В «Чашке» на Кирочной Миша намочил верхнюю губу остывшим кофе. Перелистал страницы обратно к «НЕ-ФАКТАМ».
Вера говорила так: «Одинокий факт не предмет философии. Сборище фактов тоже не предмет философии. Факты нужны в споре, но спор не о них». Миша плохо помнил, о чём тогда спор, но в любом случае выходило, что его собственный тупик не носит философского характера. Для выхода из его личного пике требовался нерушимый блок теории и практики. Его гипотезам надлежало расти из эмпирических данных и разбиваться о другие эмпирические данные.
Миша задумался о реальности, данной ему в ощущениях. То есть нет, Вера бы поправила. «О модели реальности». В модели реальности, состряпанной из Мишиных ощущений, милиция дремала когда? Если пропадали бомжи. Одинокие бабушки если не возвращались из похода за пенсией. Гастарбайтеры если молдавские валились с двенадцатого этажа, как у тестя в ходе ремонта. Если же в центре Санкт-Петербурга испарялась 29-летняя женщина с фамилией Кукушкина и прорвой клиентов, коллег, друзей и родственников, то милиция совершала некие действия. Помимо сугубо ритуальных.
Виталик — хозяин комнаты. Мама в Тверской области — мать. Конечно, Мишины представления о процедуре следствия не росли из эмпирических данных. Они росли из похождений Эркюля Пуаро и Глеба Жеглова. Но казалось логичным, что и с матерью, и с хозяином комнаты милиция связалась бы в первую очередь. Не говоря уже о соседях.

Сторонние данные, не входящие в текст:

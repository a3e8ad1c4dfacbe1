//! Error handling for the SDK
//!
//! This module provides an error system that:
//! - Categorizes errors by type (network, auth, rate limit, etc.)
//! - Adds context to errors for better debugging
//! - Maps service-specific error bodies to normalized variants
//! - Provides a convenient Result type alias

use std::collections::HashMap;
use std::fmt;
use thiserror::Error;

pub mod mapping;

/// Result type for SDK operations
pub type Result<T> = std::result::Result<T, ServiceError>;

/// Main error type for the SDK
#[derive(Error, Debug)]
pub enum ServiceError {
    /// Network or connection errors
    #[error("Network error: {0}")]
    Network(String),

    /// Authentication errors
    #[error("Authentication error: {0}")]
    Authentication(String),

    /// Authorization errors (permission issues)
    #[error("Authorization error: {0}")]
    Authorization(String),

    /// Rate limiting errors
    #[error("Rate limit exceeded: {0}")]
    RateLimit(String),

    /// Service-specific errors (upstream 5xx and friends)
    #[error("Service error: {0}")]
    Service(String),

    /// Request validation errors
    #[error("Validation error: {0}")]
    Validation(String),

    /// Response parsing errors
    #[error("Parsing error: {0}")]
    Parsing(String),

    /// Configuration errors
    #[error("Configuration error: {0}")]
    Configuration(String),

    /// Timeout errors
    #[error("Timeout error: {0}")]
    Timeout(String),

    /// Unexpected or internal errors
    #[error("Internal error: {0}")]
    Internal(String),

    /// Resource not found errors
    #[error("Not found: {0}")]
    NotFound(String),

    /// Circuit breaker open errors
    #[error("Circuit broken: {0}")]
    CircuitBroken(String),

    /// Errors with additional context
    #[error("{inner}")]
    WithContext {
        inner: Box<ServiceError>,
        context: ErrorContext,
    },
}

impl ServiceError {
    pub fn network(message: impl Into<String>) -> Self {
        ServiceError::Network(message.into())
    }

    pub fn authentication(message: impl Into<String>) -> Self {
        ServiceError::Authentication(message.into())
    }

    pub fn authorization(message: impl Into<String>) -> Self {
        ServiceError::Authorization(message.into())
    }

    pub fn rate_limit(message: impl Into<String>) -> Self {
        ServiceError::RateLimit(message.into())
    }

    pub fn service(message: impl Into<String>) -> Self {
        ServiceError::Service(message.into())
    }

    pub fn validation(message: impl Into<String>) -> Self {
        ServiceError::Validation(message.into())
    }

    pub fn parsing(message: impl Into<String>) -> Self {
        ServiceError::Parsing(message.into())
    }

    pub fn configuration(message: impl Into<String>) -> Self {
        ServiceError::Configuration(message.into())
    }

    pub fn timeout(message: impl Into<String>) -> Self {
        ServiceError::Timeout(message.into())
    }

    pub fn internal(message: impl Into<String>) -> Self {
        ServiceError::Internal(message.into())
    }

    pub fn not_found(message: impl Into<String>) -> Self {
        ServiceError::NotFound(message.into())
    }

    pub fn circuit_broken(message: impl Into<String>) -> Self {
        ServiceError::CircuitBroken(message.into())
    }

    /// Add context to an existing error
    pub fn with_context(self, context: ErrorContext) -> Self {
        ServiceError::WithContext {
            inner: Box::new(self),
            context,
        }
    }

    /// Add a single context key/value to an existing error
    pub fn with_context_value(self, key: impl Into<String>, value: impl fmt::Display) -> Self {
        let mut context = ErrorContext::new();
        context.add(key, value);
        self.with_context(context)
    }

    /// Get the error code if available
    pub fn error_code(&self) -> Option<&str> {
        match self {
            ServiceError::WithContext { context, inner } => {
                context.error_code.as_deref().or_else(|| inner.error_code())
            }
            _ => None,
        }
    }

    /// Get the service name if available
    pub fn service_name(&self) -> Option<&str> {
        match self {
            ServiceError::WithContext { context, .. } => Some(&context.service),
            _ => None,
        }
    }

    /// Get the HTTP status code if available
    pub fn status_code(&self) -> Option<u16> {
        match self {
            ServiceError::WithContext { context, inner } => {
                context.status_code.or_else(|| inner.status_code())
            }
            _ => None,
        }
    }

    /// Strip any context wrappers and return the underlying error
    pub fn root(&self) -> &ServiceError {
        match self {
            ServiceError::WithContext { inner, .. } => inner.root(),
            other => other,
        }
    }

    /// Check if this is a timeout, including wrapped timeouts
    pub fn is_timeout(&self) -> bool {
        matches!(self.root(), ServiceError::Timeout(_))
    }

    /// Check if this is a retryable error
    ///
    /// An open circuit is not retryable: retrying would only hit the breaker again.
    pub fn is_retryable(&self) -> bool {
        match self {
            ServiceError::Network(_) => true,
            ServiceError::Timeout(_) => true,
            ServiceError::RateLimit(_) => true,
            ServiceError::Service(_) => true,
            ServiceError::WithContext { inner, .. } => inner.is_retryable(),
            _ => false,
        }
    }

    /// Check if this is a permanent error (not retryable)
    pub fn is_permanent(&self) -> bool {
        !self.is_retryable()
    }
}

/// Error context information
#[derive(Debug, Clone)]
pub struct ErrorContext {
    /// Service that generated the error
    pub service: String,

    /// Time the error was observed
    pub timestamp: Option<chrono::DateTime<chrono::Utc>>,

    /// HTTP status code if applicable
    pub status_code: Option<u16>,

    /// Service-specific error code
    pub error_code: Option<String>,

    /// Endpoint that was called
    pub endpoint: Option<String>,

    /// Additional context data
    pub data: HashMap<String, String>,
}

impl Default for ErrorContext {
    fn default() -> Self {
        Self {
            service: "unknown".to_string(),
            timestamp: Some(chrono::Utc::now()),
            status_code: None,
            error_code: None,
            endpoint: None,
            data: HashMap::new(),
        }
    }
}

impl ErrorContext {
    pub fn new() -> Self {
        Self::default()
    }

    /// Create a new error context for a specific service
    pub fn for_service(service: impl Into<String>) -> Self {
        Self {
            service: service.into(),
            ..Self::default()
        }
    }

    pub fn status_code(mut self, code: u16) -> Self {
        self.status_code = Some(code);
        self
    }

    pub fn error_code(mut self, code: impl Into<String>) -> Self {
        self.error_code = Some(code.into());
        self
    }

    pub fn endpoint(mut self, endpoint: impl Into<String>) -> Self {
        self.endpoint = Some(endpoint.into());
        self
    }

    /// Add a context value
    pub fn add<K, V>(&mut self, key: K, value: V)
    where
        K: Into<String>,
        V: fmt::Display,
    {
        self.data.insert(key.into(), value.to_string());
    }

    /// Add a context value and return self (builder pattern)
    pub fn with<K, V>(mut self, key: K, value: V) -> Self
    where
        K: Into<String>,
        V: fmt::Display,
    {
        self.add(key, value);
        self
    }
}

/// Convert reqwest errors to ServiceError
impl From<reqwest::Error> for ServiceError {
    fn from(err: reqwest::Error) -> Self {
        let context = ErrorContext::for_service("http_client");

        let service_error = if err.is_timeout() {
            ServiceError::timeout(format!("Request timed out: {}", err))
        } else if err.is_connect() {
            ServiceError::network(format!("Connection error: {}", err))
        } else if err.is_request() {
            ServiceError::network(format!("Request failed: {}", err))
        } else if err.is_redirect() {
            ServiceError::network(format!("Too many redirects: {}", err))
        } else if err.is_decode() {
            ServiceError::parsing(format!("Response decode error: {}", err))
        } else {
            ServiceError::internal(format!("HTTP client error: {}", err))
        };

        if let Some(status) = err.status() {
            service_error.with_context(context.status_code(status.as_u16()))
        } else {
            service_error.with_context(context)
        }
    }
}

/// Convert serde_json errors to ServiceError
impl From<serde_json::Error> for ServiceError {
    fn from(err: serde_json::Error) -> Self {
        ServiceError::parsing(format!("JSON error: {}", err))
            .with_context(ErrorContext::for_service("json"))
    }
}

Мила — подруга. Лучшая, общажно-институтская, в разговоре всплывала регулярно, независимо от темы. Вроде его Игорюхи, только женского пола и, надо думать, не просиживает жопу в квартире покойной бабушки на проспекте Космонавтов. Иначе не командовала бы в тридцать лет своим — чем она там командует. Отделением, филиалом. Уж Милу-то можно найти. Если она до сих пор не спустила на него милицию, вряд ли спустит теперь. Знать бы ещё фамилию. Впрочем, бытовая техника, посуда, немецкая компания, кто-то из начальства — какие проблемы. Осталось выбраться на Малоохтинский и вычислить её там. Помнил бы название брэнда, вообще бы в интернете нашёл за две минуты. Газенваген эспэбэ ру, «Наши сотрудники». Мила, слава богу, это не Оля. Много ль у них Мил на один питерский офис.
Внезапно Миша застыл. Вернее, застыл он ступенчато: сначала остановилась рука, теребившая блокнот, потом глаза, потом дыхание. Только внутри, под свитером и полосатой рубашкой, которую накануне отгладила жена, дёргалось сердце, а под свалявшимися волосами, в коре головного мозга, перекраивалась текущая модель реальности.
Секунд через восемь мозг потребовал кислорода и сахара. Миша очнулся и задышал, и отправил в рот ложку бисквитного пирожного, подсыхавшего рядом с холодным кофе. Прожевав, схватился за ручку.
— Не-факт номер восемь, — прошептал он.
«Со мной не связалась Мила».
— Девять…
«Со мной не связалась мама Веры».
— Десять…
«Со мной не связался…» — Он засомневался, кого пустить следующим номером: хозяина Виталика или соседа дядю Геру. Вера точно дружила с дядей Герой. Даже на чай специально позвала, чтобы они с Мишей познакомились. Приятный такой мужик. Вдовец за шестьдесят, по образованию почему-то геолог, при Андропове за торговлю иконами посадили, на зоне стал токарем, в девяностые открыл будку по изготовлению ключей на рынке по соседству. За чаем провозгласил себя «единственным успехом советской пенитенциарной системы». Уходя, звал «ловить вискаря», причём ловить «интеллигентно», «в произвольный вечер». Справиться у него про Веру, в общем-то, не стрёмно, а молчание его, в общем-то, ничего не значит, потому что откуда у дяди Геры его номер? Да и стал бы дядя Гера из кожи вон лезть. Полчаса в жизни виделись. Ментам не заложил — уже спасибо.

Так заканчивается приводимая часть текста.